As for her brother, she would be disheartened to see him in the next life. Indeed, she wishes that he continue to burn in the fires of hell for his atrocities. She has been free from his grasp for many years, but never free from his memory. She is certain she will never escape the ghost that is Commodus, but she will take some comfort knowing she will never face him again.

She is alone now. Perhaps she will be so forever. The sun continues to set and rise, shedding its light across the empire, but so little changes in her life. The days are long and there is no where she can flee.

The desire to surrender to death has never been stronger. When life grows stale, there is always the next path to follow.

Even as she thinks it, she grows cold. She has tried before; she has raised the knife, the cup, the rope, but she has never done the deed. Her will crumbles before the final moment and she cannot follow through with her action, no matter how strong her wish. It is a sign the gods have not finished with her; she longs to know what else they have in store, but they never answer.

They are silent, as always. Greater beings who refuse her desperate pleas. Perhaps even they have abandoned her, as all others have, to the silence and the dark.
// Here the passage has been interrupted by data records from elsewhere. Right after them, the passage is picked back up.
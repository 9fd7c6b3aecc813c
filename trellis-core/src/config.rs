//! Configuration
//!
//! The reconciler recognizes its markers by attribute name. The names are
//! configurable so an application can match whatever convention its
//! templates already use.

use serde::{Deserialize, Serialize};

use crate::error::Result;

/// Options for the tree reconciler.
#[derive(Debug, Clone, PartialEq, Eq, Serialize, Deserialize)]
#[serde(default)]
pub struct MorphConfig {
    /// Attribute holding the list key used for keyed child reconciliation.
    pub key_attribute: String,

    /// Attribute marking a live node as externally owned.
    ///
    /// Any live element carrying this attribute is skipped together with its
    /// descendants.
    pub keep_attribute: String,

    /// Additional tag names that should be created in the SVG namespace,
    /// beyond the built-in set.
    pub extra_svg_tags: Vec<String>,
}

impl Default for MorphConfig {
    fn default() -> Self {
        Self {
            key_attribute: "key".to_string(),
            keep_attribute: "data-keep".to_string(),
            extra_svg_tags: Vec::new(),
        }
    }
}

impl MorphConfig {
    /// Parse a configuration from JSON. Missing fields take their defaults.
    pub fn from_json(json: &str) -> Result<Self> {
        Ok(serde_json::from_str(json)?)
    }
}

/// Options for the render scheduler.
#[derive(Debug, Clone, PartialEq, Eq, Serialize, Deserialize)]
#[serde(default)]
pub struct SchedulerConfig {
    /// Upper bound on drain rounds in a single flush.
    ///
    /// A render that writes to cells its own mount observes schedules the
    /// mount again; the flush keeps draining until the queue is empty or this
    /// many rounds have run. Leftover work stays queued for the next flush.
    pub max_flush_rounds: usize,

    /// Reconciler options used by every mount of the scheduler.
    pub morph: MorphConfig,
}

impl Default for SchedulerConfig {
    fn default() -> Self {
        Self {
            max_flush_rounds: 16,
            morph: MorphConfig::default(),
        }
    }
}

impl SchedulerConfig {
    /// Parse a configuration from JSON. Missing fields take their defaults.
    pub fn from_json(json: &str) -> Result<Self> {
        Ok(serde_json::from_str(json)?)
    }
}
//! Render Output
//!
//! A [`VNode`] is the tree a render function returns: a plain owned
//! description that the reconciler merges into the live [`Document`].
//!
//! Render output serializes with serde. Event handlers are closures and are
//! skipped, so a deserialized tree carries structure and attributes only.
//!
//! [`Document`]: super::Document

use indexmap::IndexMap;
use serde::{Deserialize, Serialize};

use super::node::{Event, EventHandler};
use crate::config::MorphConfig;

/// A node of a freshly rendered tree.
#[derive(Debug, Clone, PartialEq, Serialize, Deserialize)]
#[serde(tag = "type", rename_all = "lowercase")]
pub enum VNode {
    Element(VElement),
    Text { text: String },
    /// Opaque markup node. Written verbatim, compared as a string.
    Raw { markup: String },
}

impl VNode {
    /// Start building an element.
    pub fn element(tag: impl Into<String>) -> VElement {
        VElement::new(tag)
    }

    pub fn text(text: impl Into<String>) -> VNode {
        VNode::Text { text: text.into() }
    }

    pub fn raw(markup: impl Into<String>) -> VNode {
        VNode::Raw {
            markup: markup.into(),
        }
    }

    pub fn as_element(&self) -> Option<&VElement> {
        match self {
            VNode::Element(element) => Some(element),
            _ => None,
        }
    }

    /// The list key of this node under `config`, if it has one.
    pub fn key<'a>(&'a self, config: &MorphConfig) -> Option<&'a str> {
        self.as_element()?.attribute(&config.key_attribute)
    }
}

impl From<VElement> for VNode {
    fn from(element: VElement) -> Self {
        VNode::Element(element)
    }
}

impl From<&str> for VNode {
    fn from(text: &str) -> Self {
        VNode::text(text)
    }
}

impl From<String> for VNode {
    fn from(text: String) -> Self {
        VNode::Text { text }
    }
}

/// An element of a freshly rendered tree.
#[derive(Debug, Clone, PartialEq, Serialize, Deserialize)]
pub struct VElement {
    pub tag: String,

    #[serde(default)]
    pub attributes: IndexMap<String, String>,

    #[serde(skip)]
    pub handlers: IndexMap<String, EventHandler>,

    #[serde(default)]
    pub children: Vec<VNode>,

    /// Trusted markup that replaces the element's children verbatim.
    ///
    /// The reconciler does not diff below an element carrying this marker and
    /// does not inspect the markup. Only ever pass content the application
    /// controls, never end-user input.
    #[serde(default, skip_serializing_if = "Option::is_none")]
    pub raw_html: Option<String>,
}

impl VElement {
    pub fn new(tag: impl Into<String>) -> Self {
        Self {
            tag: tag.into(),
            attributes: IndexMap::new(),
            handlers: IndexMap::new(),
            children: Vec::new(),
            raw_html: None,
        }
    }

    pub fn attr(mut self, name: impl Into<String>, value: impl Into<String>) -> Self {
        self.attributes.insert(name.into(), value.into());
        self
    }

    /// Set the list key under the default key attribute.
    pub fn key(self, key: impl Into<String>) -> Self {
        let name = MorphConfig::default().key_attribute;
        self.attr(name, key)
    }

    /// Mark the element as externally owned under the default keep
    /// attribute. Once materialized, later morphs leave it alone.
    pub fn keep(self) -> Self {
        let name = MorphConfig::default().keep_attribute;
        self.attr(name, "")
    }

    pub fn on<F>(mut self, event: impl Into<String>, handler: F) -> Self
    where
        F: Fn(&Event) + Send + Sync + 'static,
    {
        self.handlers.insert(event.into(), EventHandler::new(handler));
        self
    }

    /// Attach an existing handler, keeping its identity.
    pub fn handler(mut self, event: impl Into<String>, handler: EventHandler) -> Self {
        self.handlers.insert(event.into(), handler);
        self
    }

    pub fn child(mut self, child: impl Into<VNode>) -> Self {
        self.children.push(child.into());
        self
    }

    pub fn children<I>(mut self, children: I) -> Self
    where
        I: IntoIterator,
        I::Item: Into<VNode>,
    {
        self.children.extend(children.into_iter().map(Into::into));
        self
    }

    /// See [`VElement::raw_html`](VElement#structfield.raw_html).
    pub fn raw_html(mut self, markup: impl Into<String>) -> Self {
        self.raw_html = Some(markup.into());
        self
    }

    pub fn attribute(&self, name: &str) -> Option<&str> {
        self.attributes.get(name).map(String::as_str)
    }
}

#[cfg(test)]
mod tests {
    use super::*;

    #[test]
    fn builder_collects_structure() {
        let node: VNode = VNode::element("ul")
            .attr("class", "list")
            .children((0..3).map(|i| VNode::element("li").key(i.to_string()).child(format!("item {i}"))))
            .into();

        let ul = node.as_element().unwrap();
        assert_eq!(ul.children.len(), 3);
        let config = MorphConfig::default();
        assert_eq!(ul.children[1].key(&config), Some("1"));
        assert_eq!(ul.attribute("class"), Some("list"));
    }

    #[test]
    fn json_round_trip_drops_handlers() {
        let node: VNode = VNode::element("button")
            .attr("type", "submit")
            .on("click", |_| {})
            .child("Send")
            .into();

        let json = serde_json::to_string(&node).unwrap();
        let back: VNode = serde_json::from_str(&json).unwrap();
        let element = back.as_element().unwrap();
        assert!(element.handlers.is_empty());
        assert_eq!(element.attribute("type"), Some("submit"));
        assert_eq!(element.children, vec![VNode::text("Send")]);
    }

    #[test]
    fn deserializes_minimal_json() {
        let node: VNode = serde_json::from_str(
            r#"{ "type": "element", "tag": "p", "children": [{ "type": "text", "text": "hi" }] }"#,
        )
        .unwrap();
        assert_eq!(node, VNode::from(VNode::element("p").child("hi")));
    }
}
She watches the sun now, a constant companion who has looked over her since birth. How many more times will she watch him rise and set? She feels her days are numbered.

Perhaps she will count them, as she once long before, when she was set on bringing new life into this desperate world, instead of taking lives from it. There are many things in this world to count; it brings order, where order is needed. Without order, she thinks perhaps she would go mad.

With each beat of her heart and each gasp of her breath, she is brought a little closer to the end. Undisturbed by this thought, she continues to stare at the sun, one hand shielding her gaze from the brightness that burns back at her.


End file.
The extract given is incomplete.